Long Short Term Memory (LSTM) is a popular Recurrent Neural Network (RNN)
architecture. This tutorial covers using LSTMs on PyTorch for generating
text; in this case - pretty lame jokes.
For this tutorial you need:
- Basic familiarity with Python, PyTorch, and machine learning
- A locally installed Python v3+,
PyTorch v1+, NumPy v1+
What is LSTM?
LSTM is a variant of RNN used in deep learning. You can use LSTMs if you
are working on sequences of data.
Here are the most straightforward use-cases for LSTM networks you might be
familiar with:
- Time series forecasting (for example, stock prediction)
- Text generation
- Video classification
- Music generation
- Anomaly detection
RNN
Before you start using LSTMs, you need to understand how RNNs work.
RNNs are neural networks that are good with sequential data. It can be video,
audio, text, stock market time series or even a single image cut into a
sequence of its parts.
Standard neural networks (convolutional or vanilla) have one major shortcoming
when compared to RNNs - they cannot reason about previous inputs to inform
later ones. You cannot solve some machine learning problems without
some kind of memory of past inputs.
For example, you might run into a problem when you have some video frames
of a ball moving and want to predict the direction of the ball.
The way a standard neural network sees the problem is: you have a ball in
one image and then you have a ball in another image.
It does not have a mechanism for connecting these two images as a sequence.

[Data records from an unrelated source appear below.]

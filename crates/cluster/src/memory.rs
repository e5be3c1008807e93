//! In-memory bookies and metadata store.
//!
//! [`MemoryBookieCluster`] implements [`BookieClient`] for a set of simulated
//! bookies living in one process, and [`MemoryMetadataStore`] implements
//! [`LedgerMetadataStore`] over a versioned map. Together they stand in for
//! a real cluster in tests and local development.
//!
//! # Fault injection
//!
//! Each simulated bookie can be:
//!
//! - killed and restarted ([`kill_bookie`](MemoryBookieCluster::kill_bookie),
//!   [`restart_bookie`](MemoryBookieCluster::restart_bookie)); data survives a restart
//! - slowed down ([`set_response_delay`](MemoryBookieCluster::set_response_delay))
//! - hung so it never answers ([`hang_bookie`](MemoryBookieCluster::hang_bookie))
//!
//! # Example
//!
//! ```
//! use bytes::Bytes;
//! use quorumlog_cluster::{BookieClient, BookieId, LedgerId, MemoryBookieCluster, WriteFlags};
//!
//! #[tokio::main]
//! async fn main() {
//!     let cluster = MemoryBookieCluster::with_bookies(3);
//!     let bookie = BookieId::from("bookie-0");
//!     cluster
//!         .add_entry(&bookie, LedgerId::from(1), 0, b"key", Bytes::from("e0"), WriteFlags::default())
//!         .await
//!         .unwrap();
//!     assert_eq!(cluster.entry_count(&bookie, LedgerId::from(1)), 1);
//! }
//! ```

use std::{
    collections::{BTreeMap, BTreeSet, HashMap},
    sync::{
        atomic::{AtomicI64, Ordering},
        Arc,
    },
    time::Duration,
};

use async_trait::async_trait;
use bytes::Bytes;
use parking_lot::RwLock;

use crate::{
    bookie::{BookieClient, ReadFlags, WriteFlags},
    error::{BookieError, BookieResult, MetadataError, MetadataResult},
    metadata::{LedgerMetadata, LedgerMetadataStore, Versioned},
    types::{BookieId, LedgerId},
};

#[derive(Debug, Default)]
struct StoredLedger {
    master_key: Bytes,
    fenced: bool,
    entries: BTreeMap<i64, Bytes>,
}

#[derive(Debug, Default)]
struct SimulatedBookie {
    available: bool,
    read_only: bool,
    hung: bool,
    delay: Duration,
    ledgers: HashMap<LedgerId, StoredLedger>,
}

impl SimulatedBookie {
    fn running() -> Self {
        Self { available: true, ..Self::default() }
    }
}

/// A set of simulated bookies reachable through [`BookieClient`].
///
/// # Cloning
///
/// Cheaply cloneable via [`Arc`]; all clones share the same bookies.
#[derive(Clone, Debug, Default)]
pub struct MemoryBookieCluster {
    bookies: Arc<RwLock<BTreeMap<BookieId, SimulatedBookie>>>,
}

impl MemoryBookieCluster {
    /// Creates an empty cluster.
    pub fn new() -> Self {
        Self::default()
    }

    /// Creates a cluster of `count` running bookies named `bookie-0`, `bookie-1`, ...
    pub fn with_bookies(count: usize) -> Self {
        let cluster = Self::new();
        for i in 0..count {
            cluster.add_bookie(BookieId::new(format!("bookie-{i}")));
        }
        cluster
    }

    /// Starts a new, empty bookie.
    pub fn add_bookie(&self, bookie: BookieId) {
        self.bookies.write().insert(bookie, SimulatedBookie::running());
    }

    /// Returns every bookie id, running or not.
    #[must_use]
    pub fn bookie_ids(&self) -> Vec<BookieId> {
        self.bookies.read().keys().cloned().collect()
    }

    /// Returns the running bookies that accept writes.
    #[must_use]
    pub fn writable_bookies(&self) -> BTreeSet<BookieId> {
        self.bookies
            .read()
            .iter()
            .filter(|(_, state)| state.available && !state.read_only)
            .map(|(id, _)| id.clone())
            .collect()
    }

    /// Returns the running bookies that only serve reads.
    #[must_use]
    pub fn read_only_bookies(&self) -> BTreeSet<BookieId> {
        self.bookies
            .read()
            .iter()
            .filter(|(_, state)| state.available && state.read_only)
            .map(|(id, _)| id.clone())
            .collect()
    }

    /// Stops a bookie; every request to it fails with
    /// [`BookieError::Unavailable`] until it is restarted.
    pub fn kill_bookie(&self, bookie: &BookieId) {
        if let Some(state) = self.bookies.write().get_mut(bookie) {
            state.available = false;
            tracing::info!(bookie = %bookie, "simulated bookie stopped");
        }
    }

    /// Restarts a stopped or hung bookie, keeping its data.
    pub fn restart_bookie(&self, bookie: &BookieId) {
        if let Some(state) = self.bookies.write().get_mut(bookie) {
            state.available = true;
            state.hung = false;
            tracing::info!(bookie = %bookie, "simulated bookie restarted");
        }
    }

    /// Makes a bookie reject adds while still serving reads.
    pub fn set_read_only(&self, bookie: &BookieId, read_only: bool) {
        if let Some(state) = self.bookies.write().get_mut(bookie) {
            state.read_only = read_only;
        }
    }

    /// Delays every response of a bookie.
    pub fn set_response_delay(&self, bookie: &BookieId, delay: Duration) {
        if let Some(state) = self.bookies.write().get_mut(bookie) {
            state.delay = delay;
        }
    }

    /// Makes a bookie accept requests but never answer them.
    pub fn hang_bookie(&self, bookie: &BookieId) {
        if let Some(state) = self.bookies.write().get_mut(bookie) {
            state.hung = true;
        }
    }

    /// Number of entries a bookie stores for a ledger.
    #[must_use]
    pub fn entry_count(&self, bookie: &BookieId, ledger_id: LedgerId) -> usize {
        self.bookies
            .read()
            .get(bookie)
            .and_then(|state| state.ledgers.get(&ledger_id))
            .map_or(0, |ledger| ledger.entries.len())
    }

    /// Returns `true` if the bookie has fenced the ledger.
    #[must_use]
    pub fn is_fenced(&self, bookie: &BookieId, ledger_id: LedgerId) -> bool {
        self.bookies
            .read()
            .get(bookie)
            .and_then(|state| state.ledgers.get(&ledger_id))
            .is_some_and(|ledger| ledger.fenced)
    }

    /// Removes a stored entry, simulating data loss on one bookie.
    pub fn drop_entry(&self, bookie: &BookieId, ledger_id: LedgerId, entry_id: i64) {
        if let Some(ledger) =
            self.bookies.write().get_mut(bookie).and_then(|state| state.ledgers.get_mut(&ledger_id))
        {
            ledger.entries.remove(&entry_id);
        }
    }

    /// Overwrites a stored frame, simulating corruption on one bookie.
    pub fn corrupt_entry(&self, bookie: &BookieId, ledger_id: LedgerId, entry_id: i64) {
        if let Some(frame) = self
            .bookies
            .write()
            .get_mut(bookie)
            .and_then(|state| state.ledgers.get_mut(&ledger_id))
            .and_then(|ledger| ledger.entries.get_mut(&entry_id))
        {
            let mut corrupted = frame.to_vec();
            if let Some(last) = corrupted.last_mut() {
                *last ^= 0xff;
            } else {
                corrupted.push(0xff);
            }
            *frame = Bytes::from(corrupted);
        }
    }

    /// Waits out the bookie's configured delay, then checks it is reachable.
    async fn await_turn(&self, bookie: &BookieId) -> BookieResult<()> {
        let (delay, hung) = {
            let bookies = self.bookies.read();
            let state = bookies.get(bookie).ok_or_else(|| BookieError::unavailable(bookie.clone()))?;
            (state.delay, state.hung)
        };
        if hung {
            std::future::pending::<()>().await;
        }
        if !delay.is_zero() {
            tokio::time::sleep(delay).await;
        }
        match self.bookies.read().get(bookie) {
            Some(state) if state.available => Ok(()),
            _ => Err(BookieError::unavailable(bookie.clone())),
        }
    }

    fn fence_ledger(state: &mut SimulatedBookie, ledger_id: LedgerId, master_key: &Bytes) -> BookieResult<()> {
        let ledger = state
            .ledgers
            .entry(ledger_id)
            .or_insert_with(|| StoredLedger { master_key: master_key.clone(), ..StoredLedger::default() });
        if ledger.master_key != *master_key {
            return Err(BookieError::unauthorized(ledger_id));
        }
        ledger.fenced = true;
        Ok(())
    }

    fn with_bookie<T>(
        &self,
        bookie: &BookieId,
        f: impl FnOnce(&mut SimulatedBookie) -> BookieResult<T>,
    ) -> BookieResult<T> {
        let mut bookies = self.bookies.write();
        match bookies.get_mut(bookie) {
            Some(state) if state.available => f(state),
            _ => Err(BookieError::unavailable(bookie.clone())),
        }
    }
}

#[async_trait]
impl BookieClient for MemoryBookieCluster {
    async fn add_entry(
        &self,
        bookie: &BookieId,
        ledger_id: LedgerId,
        entry_id: i64,
        master_key: &[u8],
        payload: Bytes,
        flags: WriteFlags,
    ) -> BookieResult<()> {
        self.await_turn(bookie).await?;
        self.with_bookie(bookie, |state| {
            if state.read_only {
                return Err(BookieError::internal("bookie is read-only"));
            }
            let ledger = state.ledgers.entry(ledger_id).or_insert_with(|| StoredLedger {
                master_key: Bytes::copy_from_slice(master_key),
                ..StoredLedger::default()
            });
            if ledger.master_key.as_ref() != master_key {
                return Err(BookieError::unauthorized(ledger_id));
            }
            if ledger.fenced && !flags.recovery {
                return Err(BookieError::fenced(ledger_id));
            }
            ledger.entries.insert(entry_id, payload);
            Ok(())
        })
    }

    async fn read_entry(
        &self,
        bookie: &BookieId,
        ledger_id: LedgerId,
        entry_id: i64,
        flags: ReadFlags,
    ) -> BookieResult<Bytes> {
        self.await_turn(bookie).await?;
        self.with_bookie(bookie, |state| {
            if let ReadFlags::Fence { master_key } = &flags {
                Self::fence_ledger(state, ledger_id, master_key)?;
            }
            let ledger =
                state.ledgers.get(&ledger_id).ok_or(BookieError::no_such_ledger(ledger_id))?;
            ledger
                .entries
                .get(&entry_id)
                .cloned()
                .ok_or(BookieError::no_such_entry(ledger_id, entry_id))
        })
    }

    async fn batch_read_entries(
        &self,
        bookie: &BookieId,
        ledger_id: LedgerId,
        start_entry_id: i64,
        max_count: usize,
        max_size: usize,
    ) -> BookieResult<Vec<Bytes>> {
        self.await_turn(bookie).await?;
        self.with_bookie(bookie, |state| {
            let ledger =
                state.ledgers.get(&ledger_id).ok_or(BookieError::no_such_ledger(ledger_id))?;
            let mut frames = Vec::new();
            let mut size = 0usize;
            let mut next = start_entry_id;
            while frames.len() < max_count {
                let Some(frame) = ledger.entries.get(&next) else { break };
                if !frames.is_empty() && size + frame.len() > max_size {
                    break;
                }
                size += frame.len();
                frames.push(frame.clone());
                next += 1;
            }
            if frames.is_empty() {
                return Err(BookieError::no_such_entry(ledger_id, start_entry_id));
            }
            Ok(frames)
        })
    }

    async fn read_last_confirmed(
        &self,
        bookie: &BookieId,
        ledger_id: LedgerId,
        flags: ReadFlags,
    ) -> BookieResult<Option<Bytes>> {
        self.await_turn(bookie).await?;
        self.with_bookie(bookie, |state| {
            if let ReadFlags::Fence { master_key } = &flags {
                Self::fence_ledger(state, ledger_id, master_key)?;
            }
            let ledger =
                state.ledgers.get(&ledger_id).ok_or(BookieError::no_such_ledger(ledger_id))?;
            Ok(ledger.entries.values().next_back().cloned())
        })
    }
}

/// Versioned in-memory [`LedgerMetadataStore`].
///
/// Ledger ids are handed out sequentially from zero, skipping ids that were
/// claimed explicitly.
#[derive(Clone, Debug, Default)]
pub struct MemoryMetadataStore {
    records: Arc<RwLock<BTreeMap<LedgerId, Versioned<LedgerMetadata>>>>,
    next_id: Arc<AtomicI64>,
}

impl MemoryMetadataStore {
    /// Creates an empty store.
    pub fn new() -> Self {
        Self::default()
    }

    /// Number of ledgers currently stored.
    #[must_use]
    pub fn len(&self) -> usize {
        self.records.read().len()
    }

    /// Returns `true` if no ledger is stored.
    #[must_use]
    pub fn is_empty(&self) -> bool {
        self.records.read().is_empty()
    }
}

#[async_trait]
impl LedgerMetadataStore for MemoryMetadataStore {
    async fn generate_ledger_id(&self) -> MetadataResult<LedgerId> {
        loop {
            let candidate = LedgerId::from(self.next_id.fetch_add(1, Ordering::Relaxed));
            if !self.records.read().contains_key(&candidate) {
                return Ok(candidate);
            }
        }
    }

    async fn create_ledger_metadata(
        &self,
        ledger_id: LedgerId,
        metadata: LedgerMetadata,
    ) -> MetadataResult<Versioned<LedgerMetadata>> {
        let mut records = self.records.write();
        if records.contains_key(&ledger_id) {
            return Err(MetadataError::LedgerExists { ledger_id });
        }
        let versioned = Versioned::new(metadata, 0);
        records.insert(ledger_id, versioned.clone());
        Ok(versioned)
    }

    async fn read_ledger_metadata(
        &self,
        ledger_id: LedgerId,
    ) -> MetadataResult<Versioned<LedgerMetadata>> {
        self.records.read().get(&ledger_id).cloned().ok_or(MetadataError::NoSuchLedger { ledger_id })
    }

    async fn write_ledger_metadata(
        &self,
        ledger_id: LedgerId,
        metadata: LedgerMetadata,
        expected_version: u64,
    ) -> MetadataResult<Versioned<LedgerMetadata>> {
        let mut records = self.records.write();
        let current =
            records.get_mut(&ledger_id).ok_or(MetadataError::NoSuchLedger { ledger_id })?;
        if current.version != expected_version {
            return Err(MetadataError::BadVersion {
                ledger_id,
                expected: expected_version,
                actual: current.version,
            });
        }
        *current = Versioned::new(metadata, expected_version + 1);
        Ok(current.clone())
    }

    async fn remove_ledger_metadata(&self, ledger_id: LedgerId) -> MetadataResult<()> {
        self.records
            .write()
            .remove(&ledger_id)
            .map(|_| ())
            .ok_or(MetadataError::NoSuchLedger { ledger_id })
    }

    async fn ledger_exists(&self, ledger_id: LedgerId) -> MetadataResult<bool> {
        Ok(self.records.read().contains_key(&ledger_id))
    }
}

Standard neural networks cannot connect two separate images of the ball to
the concept of “the ball is moving.” All it sees is that there is a ball in the
image #1 and that there's a ball in the image #2, but network outputs
are separate.
Convolutional Neural Network prediction
Compare this to the RNN, which remembers the last frames and can use that
to inform its next prediction.
Recurrent Neural Network prediction
LSTM vs RNN
Typical RNNs can't memorize long sequences. The effect called “vanishing
gradients” happens during the backpropagation phase of the RNN cell network.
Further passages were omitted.